Show only those lines of the entries where the string "OutputTargets" is found.

........

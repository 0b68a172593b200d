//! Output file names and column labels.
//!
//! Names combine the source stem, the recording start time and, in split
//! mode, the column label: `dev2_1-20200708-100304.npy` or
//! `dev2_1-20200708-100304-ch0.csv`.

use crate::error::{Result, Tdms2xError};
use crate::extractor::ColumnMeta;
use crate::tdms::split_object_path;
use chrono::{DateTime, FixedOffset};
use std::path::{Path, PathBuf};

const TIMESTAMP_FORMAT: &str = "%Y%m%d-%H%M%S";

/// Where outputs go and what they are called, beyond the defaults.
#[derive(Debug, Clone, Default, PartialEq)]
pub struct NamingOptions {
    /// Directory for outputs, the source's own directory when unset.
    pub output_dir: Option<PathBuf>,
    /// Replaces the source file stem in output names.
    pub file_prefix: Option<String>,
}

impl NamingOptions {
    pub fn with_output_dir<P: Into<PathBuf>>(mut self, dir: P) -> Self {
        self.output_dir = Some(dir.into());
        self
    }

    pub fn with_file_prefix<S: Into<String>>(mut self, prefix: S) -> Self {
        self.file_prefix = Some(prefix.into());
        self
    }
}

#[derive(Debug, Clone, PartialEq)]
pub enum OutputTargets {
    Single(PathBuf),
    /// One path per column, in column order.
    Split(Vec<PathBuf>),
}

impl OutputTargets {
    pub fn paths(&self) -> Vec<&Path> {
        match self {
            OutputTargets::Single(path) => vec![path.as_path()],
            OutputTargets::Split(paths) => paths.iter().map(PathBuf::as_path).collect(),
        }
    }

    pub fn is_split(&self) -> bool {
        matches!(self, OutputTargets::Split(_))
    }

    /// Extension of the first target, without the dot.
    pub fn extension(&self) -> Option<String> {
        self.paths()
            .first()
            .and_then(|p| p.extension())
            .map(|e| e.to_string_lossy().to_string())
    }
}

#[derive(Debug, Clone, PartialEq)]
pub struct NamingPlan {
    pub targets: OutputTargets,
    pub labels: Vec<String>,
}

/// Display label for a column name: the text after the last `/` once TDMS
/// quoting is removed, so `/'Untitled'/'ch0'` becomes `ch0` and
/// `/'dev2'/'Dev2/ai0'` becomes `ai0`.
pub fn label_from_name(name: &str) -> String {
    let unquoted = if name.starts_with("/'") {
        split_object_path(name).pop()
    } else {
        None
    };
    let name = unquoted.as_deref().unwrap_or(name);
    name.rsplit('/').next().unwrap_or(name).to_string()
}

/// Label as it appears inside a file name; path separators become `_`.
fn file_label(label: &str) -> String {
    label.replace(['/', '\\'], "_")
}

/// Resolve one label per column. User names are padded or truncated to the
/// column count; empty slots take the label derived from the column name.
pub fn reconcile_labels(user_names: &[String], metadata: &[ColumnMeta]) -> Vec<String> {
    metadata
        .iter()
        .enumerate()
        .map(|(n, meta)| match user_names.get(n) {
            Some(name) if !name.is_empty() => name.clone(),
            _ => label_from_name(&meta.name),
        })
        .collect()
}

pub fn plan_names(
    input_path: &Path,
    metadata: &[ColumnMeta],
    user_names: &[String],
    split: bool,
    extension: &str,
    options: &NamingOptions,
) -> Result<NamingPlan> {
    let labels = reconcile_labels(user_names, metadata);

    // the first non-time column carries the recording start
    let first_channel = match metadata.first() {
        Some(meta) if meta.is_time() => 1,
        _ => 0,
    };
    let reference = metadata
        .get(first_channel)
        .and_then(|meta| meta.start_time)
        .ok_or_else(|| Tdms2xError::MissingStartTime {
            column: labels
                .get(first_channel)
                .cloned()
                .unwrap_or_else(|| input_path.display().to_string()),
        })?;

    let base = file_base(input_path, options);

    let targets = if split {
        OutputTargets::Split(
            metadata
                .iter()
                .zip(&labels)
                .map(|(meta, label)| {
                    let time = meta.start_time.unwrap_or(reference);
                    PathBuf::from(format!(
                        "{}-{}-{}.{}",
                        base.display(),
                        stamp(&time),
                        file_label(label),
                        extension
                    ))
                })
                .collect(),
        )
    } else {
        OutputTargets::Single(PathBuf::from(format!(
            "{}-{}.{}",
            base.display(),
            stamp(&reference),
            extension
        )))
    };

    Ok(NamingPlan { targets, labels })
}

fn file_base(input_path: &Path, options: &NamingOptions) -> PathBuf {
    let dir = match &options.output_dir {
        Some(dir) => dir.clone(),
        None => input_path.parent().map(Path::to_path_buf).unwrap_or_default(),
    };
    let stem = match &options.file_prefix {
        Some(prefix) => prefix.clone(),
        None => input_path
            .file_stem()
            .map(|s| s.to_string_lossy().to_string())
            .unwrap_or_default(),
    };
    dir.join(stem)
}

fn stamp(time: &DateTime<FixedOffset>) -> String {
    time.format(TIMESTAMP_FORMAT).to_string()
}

........

= Answer =
pub enum OutputTargets {
impl OutputTargets {
            OutputTargets::Single(path) => vec![path.as_path()],
            OutputTargets::Split(paths) => paths.iter().map(PathBuf::as_path).collect(),
        matches!(self, OutputTargets::Split(_))
    pub targets: OutputTargets,
        OutputTargets::Split(
        OutputTargets::Single(PathBuf::from(format!(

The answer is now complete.